Since HIV was first identified as the cause of AIDS in 1983, a variety of tests have been developed that help diagnose HIV infection as well as determine how far the infection has progressed. Other tests can be used to screen donated blood, blood products, and body organs for the presence of HIV.
Doctors determine if HIV is present in the body by identifying HIV antibodies, specialized proteins created by the immune system to destroy HIV. The presence of these antibodies indicates HIV infection because they form in the body only when HIV is present. HIV antibodies form anywhere from five weeks to three months after HIV infection occurs, depending upon the individual’s immune system. The antibodies are produced continually throughout the course of the infection.
The standard test to detect HIV antibodies in the blood is the enzyme-linked immunosorbent assay (ELISA). In this test, a blood sample is mixed with proteins from HIV. If the blood contains HIV antibodies, they attach to the HIV proteins, producing a telltale color change in the mixture. This test is highly reliable when performed two to three months after infection with HIV. The test is less reliable when used in the very early stage of HIV infection, before detectable levels of antibodies have had a chance to form. Doctors routinely confirm a positive result from an ELISA test by using the Western Blot test, which can detect lower levels of HIV antibodies. In this test a blood sample is applied to a paper strip containing HIV proteins. If HIV antibodies are present in the blood, they bind to the HIV proteins, producing a color change on the paper. The combination of the ELISA and the Western Blot test is more than 99.9 percent accurate in detecting HIV infection within 12 weeks following exposure.
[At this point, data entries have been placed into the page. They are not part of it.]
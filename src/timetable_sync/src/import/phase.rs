//! Lifecycle of one import run.

use std::fmt;

use serde::Serialize;
use tracing::{error, info};

/// Where an import run is.
#[derive(Debug, Clone, Copy, PartialEq, Eq, Hash, Serialize)]
#[serde(rename_all = "snake_case")]
pub enum ImportPhase {
    /// Nothing touched yet.
    Created,
    /// Timetable row and reference entities.
    ReconcilingReferences,
    /// Schedule entries → lesson drafts.
    AssemblingLessons,
    /// Lesson rows and their links.
    PersistingLessons,
    /// Work is durable (or handed to the caller's transaction).
    Committed,
    /// The run failed or was rolled back; nothing it wrote survives.
    Aborted,
}

impl ImportPhase {
    /// Whether `self → next` is a legal step.
    pub const fn can_advance_to(self, next: ImportPhase) -> bool {
        use ImportPhase::*;
        matches!(
            (self, next),
            (Created, ReconcilingReferences)
                | (ReconcilingReferences, AssemblingLessons)
                | (AssemblingLessons, PersistingLessons)
                | (PersistingLessons, Committed)
                | (ReconcilingReferences | AssemblingLessons | PersistingLessons, Aborted)
        )
    }

    /// `Committed` or `Aborted`.
    pub const fn is_terminal(self) -> bool {
        matches!(self, ImportPhase::Committed | ImportPhase::Aborted)
    }

    /// Lowercase label used in logs.
    pub const fn as_str(self) -> &'static str {
        match self {
            ImportPhase::Created => "created",
            ImportPhase::ReconcilingReferences => "reconciling_references",
            ImportPhase::AssemblingLessons => "assembling_lessons",
            ImportPhase::PersistingLessons => "persisting_lessons",
            ImportPhase::Committed => "committed",
            ImportPhase::Aborted => "aborted",
        }
    }
}

impl fmt::Display for ImportPhase {
    fn fmt(&self, f: &mut fmt::Formatter<'_>) -> fmt::Result {
        f.write_str(self.as_str())
    }
}

/// Tracks the current phase and refuses illegal transitions.
#[derive(Debug, Clone)]
pub struct PhaseTracker {
    current: ImportPhase,
    history: Vec<ImportPhase>,
}

impl Default for PhaseTracker {
    fn default() -> Self {
        Self::new()
    }
}

impl PhaseTracker {
    /// Starts in [`ImportPhase::Created`].
    pub fn new() -> Self {
        Self {
            current: ImportPhase::Created,
            history: vec![ImportPhase::Created],
        }
    }

    /// Current phase.
    pub fn current(&self) -> ImportPhase {
        self.current
    }

    /// Every phase entered so far, oldest first.
    pub fn history(&self) -> &[ImportPhase] {
        &self.history
    }

    /// Moves to `next`. Returns `false` (and stays put) on an illegal step.
    pub fn advance(&mut self, next: ImportPhase) -> bool {
        let legal = self.current.can_advance_to(next);
        debug_assert!(legal, "illegal import phase transition {} -> {next}", self.current);
        if !legal {
            error!(from = %self.current, to = %next, "illegal import phase transition ignored");
            return false;
        }
        info!(from = %self.current, to = %next, "import phase");
        self.current = next;
        self.history.push(next);
        true
    }

    /// Moves to [`ImportPhase::Aborted`] if the current phase allows it.
    pub fn abort(&mut self, reason: &dyn fmt::Display) -> bool {
        if !self.current.can_advance_to(ImportPhase::Aborted) {
            return false;
        }
        info!(from = %self.current, %reason, "import aborted");
        self.current = ImportPhase::Aborted;
        self.history.push(ImportPhase::Aborted);
        true
    }
}

#[cfg(test)]
mod tests {
    use super::*;
    use ImportPhase::*;

    #[test]
    fn happy_path() {
        let mut t = PhaseTracker::new();
        for p in [ReconcilingReferences, AssemblingLessons, PersistingLessons, Committed] {
            assert!(t.advance(p));
        }
        assert_eq!(
            t.history(),
            &[Created, ReconcilingReferences, AssemblingLessons, PersistingLessons, Committed]
        );
        assert!(t.current().is_terminal());
    }

    #[test]
    fn abort_only_from_working_phases() {
        assert!(!Created.can_advance_to(Aborted));
        assert!(ReconcilingReferences.can_advance_to(Aborted));
        assert!(AssemblingLessons.can_advance_to(Aborted));
        assert!(PersistingLessons.can_advance_to(Aborted));
        assert!(!Committed.can_advance_to(Aborted));

        let mut t = PhaseTracker::new();
        assert!(!t.abort(&"too early"));
        t.advance(ReconcilingReferences);
        assert!(t.abort(&"boom"));
        assert_eq!(t.current(), Aborted);
        assert!(!t.abort(&"again"));
    }

    #[test]
    fn no_skipping_or_going_back() {
        assert!(!Created.can_advance_to(PersistingLessons));
        assert!(!AssemblingLessons.can_advance_to(ReconcilingReferences));
        assert!(!Aborted.can_advance_to(Committed));
    }
}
Once tests confirm an HIV infection, doctors monitor the health of the infected person’s immune system by periodically measuring CD4 cell counts in the blood. The progressive loss of CD4 cells corresponds to a worsening of the disease as the immune system becomes increasingly impaired. Doctors also measure the viral load—the amount of the virus in the blood—using polymerase chain reaction (PCR) technology. PCR tests measure the level of viral ribonucleic acid (RNA), or HIV particles, in an infected person’s blood to determine how actively the virus is replicating and how fast the disease is progressing. Knowing the viral load helps doctors make decisions about the treatment and its effectiveness.
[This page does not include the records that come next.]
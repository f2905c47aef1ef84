//! The simulated clock.
//!
//! Simulation time is an ordinary UTC timestamp advanced by a fixed
//! interval per tick. It is never read from the wall clock, so runs are
//! reproducible regardless of when or where they execute.

use chrono::{DateTime, TimeZone, Utc};

/// A point in simulated time.
pub type SimTime = DateTime<Utc>;

/// Fixed start time used by tests and as the CLI default.
///
/// Pinning the start time keeps rendered timestamps stable across runs,
/// which golden-output comparisons depend on.
pub fn testing_start_time() -> SimTime {
    // 2022-03-21 11:00:00 UTC
    Utc.with_ymd_and_hms(2022, 3, 21, 11, 0, 0).single().unwrap_or_default()
}

#[cfg(test)]
mod tests {
    use super::*;

    #[test]
    fn test_start_time_is_stable() {
        let t = testing_start_time();
        assert_eq!(t.to_rfc3339(), "2022-03-21T11:00:00+00:00");
    }
}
A modified ELISA test that detects p24 antigen, a protein produced by HIV, can determine if specific drug treatments are having a positive effect on a patient. Blood banks, plasma centers, clinical laboratories, private clinics, and public health departments also use this p24 antigen test to screen for the presence of HIV in blood, blood components, and organs before they are used in medical procedures.
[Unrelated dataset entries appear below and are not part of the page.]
//! Domain-specific identifier types.

use std::fmt;

/// Store identifier. A store is a simulated node holding replicas.
#[derive(Debug, Clone, Copy, PartialEq, Eq, Hash, PartialOrd, Ord)]
pub struct StoreId(pub u64);

impl fmt::Display for StoreId {
    fn fmt(&self, f: &mut fmt::Formatter<'_>) -> fmt::Result {
        write!(f, "Store({})", self.0)
    }
}

/// Range identifier. A range is one shard of the simulated key space.
#[derive(Debug, Clone, Copy, PartialEq, Eq, Hash, PartialOrd, Ord)]
pub struct RangeId(pub u64);

impl fmt::Display for RangeId {
    fn fmt(&self, f: &mut fmt::Formatter<'_>) -> fmt::Result {
        write!(f, "Range({})", self.0)
    }
}

/// A point in the simulated key space.
///
/// Ranges partition the key space by start key; a key belongs to the
/// range with the greatest start key at or below it.
#[derive(Debug, Clone, Copy, Default, PartialEq, Eq, Hash, PartialOrd, Ord)]
pub struct Key(pub i64);

impl Key {
    /// The smallest addressable key. Every partitioning of the key space
    /// has a range that starts here.
    pub const MIN: Self = Key(i64::MIN);
}

impl fmt::Display for Key {
    fn fmt(&self, f: &mut fmt::Formatter<'_>) -> fmt::Result {
        write!(f, "Key({})", self.0)
    }
}

#[cfg(test)]
mod tests {
    use super::*;

    #[test]
    fn test_identifier_ordering() {
        assert!(StoreId(1) < StoreId(2));
        assert!(RangeId(3) > RangeId(1));
        assert!(Key::MIN < Key(0));
        assert!(Key(0) < Key(5));
    }

    #[test]
    fn test_display() {
        assert_eq!(StoreId(7).to_string(), "Store(7)");
        assert_eq!(RangeId(1).to_string(), "Range(1)");
        assert_eq!(Key(5).to_string(), "Key(5)");
    }
}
Physicians prefer to differentiate between people who have HIV infection and those who have AIDS. The Centers for Disease Control and Prevention (CDC), based in Atlanta, Georgia, recommends that physicians reserve the diagnosis of AIDS for HIV-infected individuals whose CD4 count falls below 200 cells per microliter of blood. A diagnosis of AIDS can also be made without confirmation of CD4 levels if someone who has no other reason for immune system damage develops an opportunistic disease.